**Extracted entries**
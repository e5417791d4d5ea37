use chrono::NaiveDate;
use serde::Deserialize;
use serde_json::{Map, Value};
use std::sync::Arc;
use thiserror::Error;
use url::Url;
use uuid::Uuid;

use crate::database::models::{
    Education, Experience, Profile, ProfileUpdate, ProfileView, SocialLinks,
};
use crate::database::store::{PostStore, ProfileStore, StoreError, UserStore};
use crate::error::ApiError;
use crate::storage::{ObjectStorage, StorageError};

/// Upsert payload. Fixed fields are destructured; everything else rides in
/// `rest` and passes through to the stored document's extension bag.
#[derive(Debug, Deserialize)]
pub struct ProfilePayload {
    #[serde(default)]
    pub name: Option<String>,
    #[serde(default)]
    pub website: Option<String>,
    /// Either an ordered list or a comma-separated string.
    #[serde(default)]
    pub skills: Option<Value>,
    #[serde(default)]
    pub youtube: Option<String>,
    #[serde(default)]
    pub twitter: Option<String>,
    #[serde(default)]
    pub instagram: Option<String>,
    #[serde(default)]
    pub linkedin: Option<String>,
    #[serde(default)]
    pub facebook: Option<String>,
    #[serde(default)]
    pub github: Option<String>,
    #[serde(flatten)]
    pub rest: Map<String, Value>,
}

#[derive(Debug, Deserialize)]
pub struct ExperiencePayload {
    #[serde(default)]
    pub title: Option<String>,
    #[serde(default)]
    pub company: Option<String>,
    #[serde(default)]
    pub location: Option<String>,
    #[serde(default)]
    pub from: Option<NaiveDate>,
    #[serde(default)]
    pub to: Option<NaiveDate>,
    #[serde(default)]
    pub current: Option<bool>,
    #[serde(default)]
    pub description: Option<String>,
}

#[derive(Debug, Deserialize)]
pub struct EducationPayload {
    #[serde(default)]
    pub school: Option<String>,
    #[serde(default)]
    pub degree: Option<String>,
    #[serde(default)]
    pub fieldofstudy: Option<String>,
    #[serde(default)]
    pub from: Option<NaiveDate>,
    #[serde(default)]
    pub to: Option<NaiveDate>,
    #[serde(default)]
    pub current: Option<bool>,
    #[serde(default)]
    pub description: Option<String>,
}

/// Result of an avatar upload: the profile with the URL attached, or just
/// the URL when the caller has no profile yet.
#[derive(Debug)]
pub enum AvatarUpload {
    Attached(ProfileView),
    Unattached { image: String },
}

#[derive(Debug, Error)]
pub enum ProfileServiceError {
    #[error("{}", .0.join(", "))]
    Validation(Vec<String>),

    #[error("There Is No Profile For This User")]
    MissingOwnProfile,

    #[error("There Is No Profile For the given User")]
    MissingUserProfile,

    #[error("No file uploaded")]
    EmptyUpload,

    #[error(transparent)]
    Store(#[from] StoreError),

    #[error(transparent)]
    Storage(#[from] StorageError),
}

impl From<ProfileServiceError> for ApiError {
    fn from(err: ProfileServiceError) -> Self {
        match err {
            ProfileServiceError::Validation(errors) => ApiError::validation(errors),
            ProfileServiceError::MissingOwnProfile => {
                ApiError::bad_request("There Is No Profile For This User")
            }
            ProfileServiceError::MissingUserProfile => {
                ApiError::bad_request("There Is No Profile For the given User")
            }
            ProfileServiceError::EmptyUpload => ApiError::bad_request("No file uploaded"),
            ProfileServiceError::Store(e) => e.into(),
            ProfileServiceError::Storage(e) => e.into(),
        }
    }
}

// Fixed-schema keys that never enter the extension bag, so a passthrough
// field cannot shadow a typed one on the stored document.
const RESERVED_KEYS: &[&str] = &[
    "user",
    "website",
    "skills",
    "social",
    "experience",
    "education",
    "image",
];

/// Profile mutation and lookup. Every write is scoped to the identity the
/// authentication guard resolved, never to a client-supplied id.
pub struct ProfileService {
    users: Arc<dyn UserStore>,
    profiles: Arc<dyn ProfileStore>,
    posts: Arc<dyn PostStore>,
    storage: Arc<dyn ObjectStorage>,
}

**Directions for this task**
The entire listing should be repeated with no line missing and no word altered.

**Output**
repository e5417791d4d5ea37
use chrono::NaiveDate;
use serde::Deserialize;
use serde_json::{Map, Value};
use std::sync::Arc;
use thiserror::Error;
use url::Url;
use uuid::Uuid;

use crate::database::models::{
    Education, Experience, Profile, ProfileUpdate, ProfileView, SocialLinks,
};
use crate::database::store::{PostStore, ProfileStore, StoreError, UserStore};
use crate::error::ApiError;
use crate::storage::{ObjectStorage, StorageError};

/// Upsert payload. Fixed fields are destructured; everything else rides in
/// `rest` and passes through to the stored document's extension bag.
#[derive(Debug, Deserialize)]
pub struct ProfilePayload {
    #[serde(default)]
    pub name: Option<String>,
    #[serde(default)]
    pub website: Option<String>,
    /// Either an ordered list or a comma-separated string.
    #[serde(default)]
    pub skills: Option<Value>,
    #[serde(default)]
    pub youtube: Option<String>,
    #[serde(default)]
    pub twitter: Option<String>,
    #[serde(default)]
    pub instagram: Option<String>,
    #[serde(default)]
    pub linkedin: Option<String>,
    #[serde(default)]
    pub facebook: Option<String>,
    #[serde(default)]
    pub github: Option<String>,
    #[serde(flatten)]
    pub rest: Map<String, Value>,
}

#[derive(Debug, Deserialize)]
pub struct ExperiencePayload {
    #[serde(default)]
    pub title: Option<String>,
    #[serde(default)]
    pub company: Option<String>,
    #[serde(default)]
    pub location: Option<String>,
    #[serde(default)]
    pub from: Option<NaiveDate>,
    #[serde(default)]
    pub to: Option<NaiveDate>,
    #[serde(default)]
    pub current: Option<bool>,
    #[serde(default)]
    pub description: Option<String>,
}

#[derive(Debug, Deserialize)]
pub struct EducationPayload {
    #[serde(default)]
    pub school: Option<String>,
    #[serde(default)]
    pub degree: Option<String>,
    #[serde(default)]
    pub fieldofstudy: Option<String>,
    #[serde(default)]
    pub from: Option<NaiveDate>,
    #[serde(default)]
    pub to: Option<NaiveDate>,
    #[serde(default)]
    pub current: Option<bool>,
    #[serde(default)]
    pub description: Option<String>,
}

/// Result of an avatar upload: the profile with the URL attached, or just
/// the URL when the caller has no profile yet.
#[derive(Debug)]
pub enum AvatarUpload {
    Attached(ProfileView),
    Unattached { image: String },
}

#[derive(Debug, Error)]
pub enum ProfileServiceError {
    #[error("{}", .0.join(", "))]
    Validation(Vec<String>),

    #[error("There Is No Profile For This User")]
    MissingOwnProfile,

    #[error("There Is No Profile For the given User")]
    MissingUserProfile,

    #[error("No file uploaded")]
    EmptyUpload,

    #[error(transparent)]
    Store(#[from] StoreError),

    #[error(transparent)]
    Storage(#[from] StorageError),
}

impl From<ProfileServiceError> for ApiError {
    fn from(err: ProfileServiceError) -> Self {
        match err {
            ProfileServiceError::Validation(errors) => ApiError::validation(errors),
            ProfileServiceError::MissingOwnProfile => {
                ApiError::bad_request("There Is No Profile For This User")
            }
            ProfileServiceError::MissingUserProfile => {
                ApiError::bad_request("There Is No Profile For the given User")
            }
            ProfileServiceError::EmptyUpload => ApiError::bad_request("No file uploaded"),
            ProfileServiceError::Store(e) => e.into(),
            ProfileServiceError::Storage(e) => e.into(),
        }
    }
}

// Fixed-schema keys that never enter the extension bag, so a passthrough
// field cannot shadow a typed one on the stored document.
const RESERVED_KEYS: &[&str] = &[
    "user",
    "website",
    "skills",
    "social",
    "experience",
    "education",
    "image",
];

/// Profile mutation and lookup. Every write is scoped to the identity the
/// authentication guard resolved, never to a client-supplied id.
pub struct ProfileService {
    users: Arc<dyn UserStore>,
    profiles: Arc<dyn ProfileStore>,
    posts: Arc<dyn PostStore>,
    storage: Arc<dyn ObjectStorage>,
}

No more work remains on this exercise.